BEGIN Listed records
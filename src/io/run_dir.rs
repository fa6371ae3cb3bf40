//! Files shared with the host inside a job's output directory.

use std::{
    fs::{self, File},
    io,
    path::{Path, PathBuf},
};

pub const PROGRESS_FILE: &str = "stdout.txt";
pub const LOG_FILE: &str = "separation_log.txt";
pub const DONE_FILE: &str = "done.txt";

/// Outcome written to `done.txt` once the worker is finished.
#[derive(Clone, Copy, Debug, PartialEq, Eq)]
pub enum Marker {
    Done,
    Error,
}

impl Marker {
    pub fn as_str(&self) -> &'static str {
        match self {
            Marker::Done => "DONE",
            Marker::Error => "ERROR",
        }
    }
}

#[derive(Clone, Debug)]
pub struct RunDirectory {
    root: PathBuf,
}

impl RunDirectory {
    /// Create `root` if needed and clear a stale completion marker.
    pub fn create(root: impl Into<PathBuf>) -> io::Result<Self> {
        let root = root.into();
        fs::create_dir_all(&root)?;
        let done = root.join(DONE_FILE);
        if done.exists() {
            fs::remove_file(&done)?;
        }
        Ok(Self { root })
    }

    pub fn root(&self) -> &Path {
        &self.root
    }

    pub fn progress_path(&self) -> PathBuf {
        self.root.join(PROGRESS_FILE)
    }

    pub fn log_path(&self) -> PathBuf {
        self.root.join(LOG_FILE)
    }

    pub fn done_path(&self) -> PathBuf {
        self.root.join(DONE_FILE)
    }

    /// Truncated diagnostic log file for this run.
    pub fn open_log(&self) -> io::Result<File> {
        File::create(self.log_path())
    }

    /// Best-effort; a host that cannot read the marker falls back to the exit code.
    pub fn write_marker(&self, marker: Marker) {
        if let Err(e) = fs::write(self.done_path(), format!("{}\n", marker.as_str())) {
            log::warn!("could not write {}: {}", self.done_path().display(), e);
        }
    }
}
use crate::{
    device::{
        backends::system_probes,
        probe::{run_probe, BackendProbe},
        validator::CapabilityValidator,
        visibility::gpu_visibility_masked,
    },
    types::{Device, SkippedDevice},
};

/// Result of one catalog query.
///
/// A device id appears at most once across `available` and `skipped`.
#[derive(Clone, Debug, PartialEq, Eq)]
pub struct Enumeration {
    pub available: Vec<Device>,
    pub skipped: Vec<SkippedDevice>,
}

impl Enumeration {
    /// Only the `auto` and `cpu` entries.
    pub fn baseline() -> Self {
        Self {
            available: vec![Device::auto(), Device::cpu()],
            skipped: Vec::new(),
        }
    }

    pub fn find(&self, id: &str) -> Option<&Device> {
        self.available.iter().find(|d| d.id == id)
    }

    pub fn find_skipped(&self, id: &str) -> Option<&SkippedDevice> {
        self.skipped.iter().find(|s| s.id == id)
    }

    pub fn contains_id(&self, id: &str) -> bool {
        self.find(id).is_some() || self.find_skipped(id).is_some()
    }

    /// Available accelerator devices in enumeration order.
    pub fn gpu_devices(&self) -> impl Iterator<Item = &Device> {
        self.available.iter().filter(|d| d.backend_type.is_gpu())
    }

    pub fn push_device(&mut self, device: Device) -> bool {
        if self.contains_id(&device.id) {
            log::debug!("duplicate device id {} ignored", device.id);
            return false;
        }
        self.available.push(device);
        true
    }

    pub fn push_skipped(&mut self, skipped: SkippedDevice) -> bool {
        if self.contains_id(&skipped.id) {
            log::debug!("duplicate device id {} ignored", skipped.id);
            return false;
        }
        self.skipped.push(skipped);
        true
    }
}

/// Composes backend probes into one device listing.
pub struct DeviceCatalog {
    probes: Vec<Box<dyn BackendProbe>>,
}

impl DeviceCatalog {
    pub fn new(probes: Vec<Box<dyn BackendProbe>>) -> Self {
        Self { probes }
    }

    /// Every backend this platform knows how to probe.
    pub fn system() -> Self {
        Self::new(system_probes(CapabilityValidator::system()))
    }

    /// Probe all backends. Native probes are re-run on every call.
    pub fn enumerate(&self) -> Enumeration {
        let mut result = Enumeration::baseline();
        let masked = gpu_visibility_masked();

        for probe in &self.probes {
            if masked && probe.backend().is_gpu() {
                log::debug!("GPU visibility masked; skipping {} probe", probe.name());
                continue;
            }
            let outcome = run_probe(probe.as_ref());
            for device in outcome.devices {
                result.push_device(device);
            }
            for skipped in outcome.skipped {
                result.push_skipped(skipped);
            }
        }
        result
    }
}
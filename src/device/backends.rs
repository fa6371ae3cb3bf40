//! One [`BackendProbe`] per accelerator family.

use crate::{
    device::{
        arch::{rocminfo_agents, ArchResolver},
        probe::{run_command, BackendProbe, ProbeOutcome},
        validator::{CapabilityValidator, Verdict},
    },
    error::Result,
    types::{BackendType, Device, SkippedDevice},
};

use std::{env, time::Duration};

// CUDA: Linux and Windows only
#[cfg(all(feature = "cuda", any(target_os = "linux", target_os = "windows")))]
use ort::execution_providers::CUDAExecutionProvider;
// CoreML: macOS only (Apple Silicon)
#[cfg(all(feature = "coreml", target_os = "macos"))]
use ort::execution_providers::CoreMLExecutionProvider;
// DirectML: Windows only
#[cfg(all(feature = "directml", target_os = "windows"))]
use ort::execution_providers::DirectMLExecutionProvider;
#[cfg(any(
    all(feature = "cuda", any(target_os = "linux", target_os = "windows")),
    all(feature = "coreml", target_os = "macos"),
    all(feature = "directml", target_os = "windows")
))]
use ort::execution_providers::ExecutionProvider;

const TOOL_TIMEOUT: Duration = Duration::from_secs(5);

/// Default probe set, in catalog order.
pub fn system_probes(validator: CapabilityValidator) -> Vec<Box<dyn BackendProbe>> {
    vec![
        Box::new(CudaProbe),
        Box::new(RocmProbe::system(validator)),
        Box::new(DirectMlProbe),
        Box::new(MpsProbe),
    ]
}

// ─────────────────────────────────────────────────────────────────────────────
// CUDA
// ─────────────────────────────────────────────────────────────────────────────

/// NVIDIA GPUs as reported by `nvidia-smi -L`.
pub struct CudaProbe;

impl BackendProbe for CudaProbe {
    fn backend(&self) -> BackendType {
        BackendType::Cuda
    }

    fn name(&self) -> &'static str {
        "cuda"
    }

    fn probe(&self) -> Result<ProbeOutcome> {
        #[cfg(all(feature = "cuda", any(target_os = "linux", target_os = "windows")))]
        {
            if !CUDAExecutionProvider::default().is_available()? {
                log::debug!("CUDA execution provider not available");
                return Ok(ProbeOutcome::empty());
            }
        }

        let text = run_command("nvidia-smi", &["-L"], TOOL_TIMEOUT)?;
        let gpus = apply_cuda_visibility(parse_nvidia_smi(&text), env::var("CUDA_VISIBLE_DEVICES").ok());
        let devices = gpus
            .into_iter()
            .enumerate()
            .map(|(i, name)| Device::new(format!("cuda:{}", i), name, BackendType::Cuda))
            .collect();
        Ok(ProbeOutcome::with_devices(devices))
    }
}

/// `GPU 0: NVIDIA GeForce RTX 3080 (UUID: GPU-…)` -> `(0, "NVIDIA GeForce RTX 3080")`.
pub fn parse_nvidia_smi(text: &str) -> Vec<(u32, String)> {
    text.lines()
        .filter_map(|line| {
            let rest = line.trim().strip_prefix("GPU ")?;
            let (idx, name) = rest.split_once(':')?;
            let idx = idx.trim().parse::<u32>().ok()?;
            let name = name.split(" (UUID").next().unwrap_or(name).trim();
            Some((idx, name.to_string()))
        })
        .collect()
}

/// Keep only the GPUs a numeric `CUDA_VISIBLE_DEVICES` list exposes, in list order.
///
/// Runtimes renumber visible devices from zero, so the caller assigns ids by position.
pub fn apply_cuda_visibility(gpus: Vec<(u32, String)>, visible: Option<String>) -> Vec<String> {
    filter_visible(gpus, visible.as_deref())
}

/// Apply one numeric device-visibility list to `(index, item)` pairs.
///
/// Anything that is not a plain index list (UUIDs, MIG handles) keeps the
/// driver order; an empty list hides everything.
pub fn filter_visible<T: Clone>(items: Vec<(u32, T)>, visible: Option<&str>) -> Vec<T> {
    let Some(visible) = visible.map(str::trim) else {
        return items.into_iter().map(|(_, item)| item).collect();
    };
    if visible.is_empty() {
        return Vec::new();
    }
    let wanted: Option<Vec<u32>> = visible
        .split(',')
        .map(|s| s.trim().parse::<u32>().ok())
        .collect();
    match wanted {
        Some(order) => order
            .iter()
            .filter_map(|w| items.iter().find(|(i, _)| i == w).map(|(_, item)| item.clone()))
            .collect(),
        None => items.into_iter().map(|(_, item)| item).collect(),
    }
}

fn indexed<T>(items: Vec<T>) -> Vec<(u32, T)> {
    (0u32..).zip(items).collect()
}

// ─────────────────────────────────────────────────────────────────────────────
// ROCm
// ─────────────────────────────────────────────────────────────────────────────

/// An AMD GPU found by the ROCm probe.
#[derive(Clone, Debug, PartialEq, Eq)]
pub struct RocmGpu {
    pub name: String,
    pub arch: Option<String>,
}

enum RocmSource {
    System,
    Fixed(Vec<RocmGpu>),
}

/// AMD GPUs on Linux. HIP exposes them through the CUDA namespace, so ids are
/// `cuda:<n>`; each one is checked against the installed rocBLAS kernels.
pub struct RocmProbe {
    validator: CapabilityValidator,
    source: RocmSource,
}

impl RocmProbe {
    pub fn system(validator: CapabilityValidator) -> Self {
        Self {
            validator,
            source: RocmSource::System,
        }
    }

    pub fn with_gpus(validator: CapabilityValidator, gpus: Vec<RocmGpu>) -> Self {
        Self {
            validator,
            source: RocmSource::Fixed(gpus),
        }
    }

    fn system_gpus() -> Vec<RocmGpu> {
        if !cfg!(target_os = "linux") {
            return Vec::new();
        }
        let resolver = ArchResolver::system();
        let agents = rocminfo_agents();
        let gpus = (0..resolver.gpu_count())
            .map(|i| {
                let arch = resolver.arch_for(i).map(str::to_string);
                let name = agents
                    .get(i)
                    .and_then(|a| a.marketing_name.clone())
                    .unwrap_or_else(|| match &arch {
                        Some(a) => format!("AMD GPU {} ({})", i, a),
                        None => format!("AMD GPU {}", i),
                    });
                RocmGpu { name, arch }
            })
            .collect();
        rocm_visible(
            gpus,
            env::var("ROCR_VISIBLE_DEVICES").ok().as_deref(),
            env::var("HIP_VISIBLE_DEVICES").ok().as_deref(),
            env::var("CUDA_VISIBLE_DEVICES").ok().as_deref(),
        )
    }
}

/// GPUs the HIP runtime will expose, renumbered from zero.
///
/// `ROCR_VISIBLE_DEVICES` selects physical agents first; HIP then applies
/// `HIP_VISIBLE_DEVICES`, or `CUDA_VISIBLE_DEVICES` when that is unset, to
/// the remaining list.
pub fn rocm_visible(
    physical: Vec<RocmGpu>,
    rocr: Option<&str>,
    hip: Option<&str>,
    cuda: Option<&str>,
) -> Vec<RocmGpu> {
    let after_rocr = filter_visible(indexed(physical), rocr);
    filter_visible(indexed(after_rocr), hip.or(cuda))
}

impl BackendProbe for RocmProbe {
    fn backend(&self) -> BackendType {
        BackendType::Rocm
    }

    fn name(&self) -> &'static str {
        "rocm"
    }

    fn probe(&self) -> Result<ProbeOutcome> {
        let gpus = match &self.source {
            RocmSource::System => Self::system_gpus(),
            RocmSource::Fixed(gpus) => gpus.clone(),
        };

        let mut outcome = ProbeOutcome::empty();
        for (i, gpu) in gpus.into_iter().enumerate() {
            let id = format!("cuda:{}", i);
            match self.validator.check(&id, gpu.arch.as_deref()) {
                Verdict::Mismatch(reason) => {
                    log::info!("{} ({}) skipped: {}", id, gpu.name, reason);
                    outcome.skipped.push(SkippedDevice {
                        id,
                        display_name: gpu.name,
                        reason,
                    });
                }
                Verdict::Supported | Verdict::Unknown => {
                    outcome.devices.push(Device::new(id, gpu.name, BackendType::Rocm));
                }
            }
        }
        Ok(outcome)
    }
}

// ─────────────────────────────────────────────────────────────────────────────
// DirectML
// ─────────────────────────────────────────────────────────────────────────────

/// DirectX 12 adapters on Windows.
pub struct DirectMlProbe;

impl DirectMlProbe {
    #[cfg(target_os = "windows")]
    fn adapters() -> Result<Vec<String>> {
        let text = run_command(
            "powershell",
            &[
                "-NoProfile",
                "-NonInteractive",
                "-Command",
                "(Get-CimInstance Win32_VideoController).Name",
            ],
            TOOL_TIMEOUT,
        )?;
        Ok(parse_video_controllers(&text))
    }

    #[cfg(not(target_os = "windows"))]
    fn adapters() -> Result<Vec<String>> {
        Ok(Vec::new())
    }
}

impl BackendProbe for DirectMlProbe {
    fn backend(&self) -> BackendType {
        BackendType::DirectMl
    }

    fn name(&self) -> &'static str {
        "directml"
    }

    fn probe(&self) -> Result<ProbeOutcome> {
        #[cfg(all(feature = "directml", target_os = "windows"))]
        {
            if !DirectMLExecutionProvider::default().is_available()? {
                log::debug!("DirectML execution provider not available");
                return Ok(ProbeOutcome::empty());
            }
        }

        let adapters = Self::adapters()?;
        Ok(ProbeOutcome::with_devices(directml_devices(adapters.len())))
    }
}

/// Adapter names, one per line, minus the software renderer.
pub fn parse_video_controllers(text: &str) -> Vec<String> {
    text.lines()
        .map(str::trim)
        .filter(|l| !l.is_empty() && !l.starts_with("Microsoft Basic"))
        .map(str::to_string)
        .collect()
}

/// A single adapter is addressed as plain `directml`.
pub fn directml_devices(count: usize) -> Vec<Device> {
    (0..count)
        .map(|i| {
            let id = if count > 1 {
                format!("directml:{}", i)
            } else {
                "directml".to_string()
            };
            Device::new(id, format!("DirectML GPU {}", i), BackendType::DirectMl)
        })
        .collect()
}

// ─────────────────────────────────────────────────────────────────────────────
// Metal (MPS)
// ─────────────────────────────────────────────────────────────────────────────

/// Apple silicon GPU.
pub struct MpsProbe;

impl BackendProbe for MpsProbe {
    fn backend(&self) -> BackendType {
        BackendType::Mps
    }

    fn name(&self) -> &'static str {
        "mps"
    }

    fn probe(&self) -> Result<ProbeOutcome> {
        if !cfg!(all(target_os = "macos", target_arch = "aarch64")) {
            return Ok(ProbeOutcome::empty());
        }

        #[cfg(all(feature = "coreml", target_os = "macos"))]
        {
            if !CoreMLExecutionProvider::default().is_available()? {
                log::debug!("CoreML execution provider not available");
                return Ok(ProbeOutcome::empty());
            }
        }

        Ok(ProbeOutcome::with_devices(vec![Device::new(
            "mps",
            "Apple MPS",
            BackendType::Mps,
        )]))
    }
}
END Listed records
Give back every line from the beginning of the records through the line holding "pub const LOG_FILE: &str", exactly as it reads, and leave out the rest.

filename src/io/run_dir.rs
repository fa6371ae3cb3bf40
//! Files shared with the host inside a job's output directory.

use std::{
    fs::{self, File},
    io,
    path::{Path, PathBuf},
};

pub const PROGRESS_FILE: &str = "stdout.txt";
pub const LOG_FILE: &str = "separation_log.txt";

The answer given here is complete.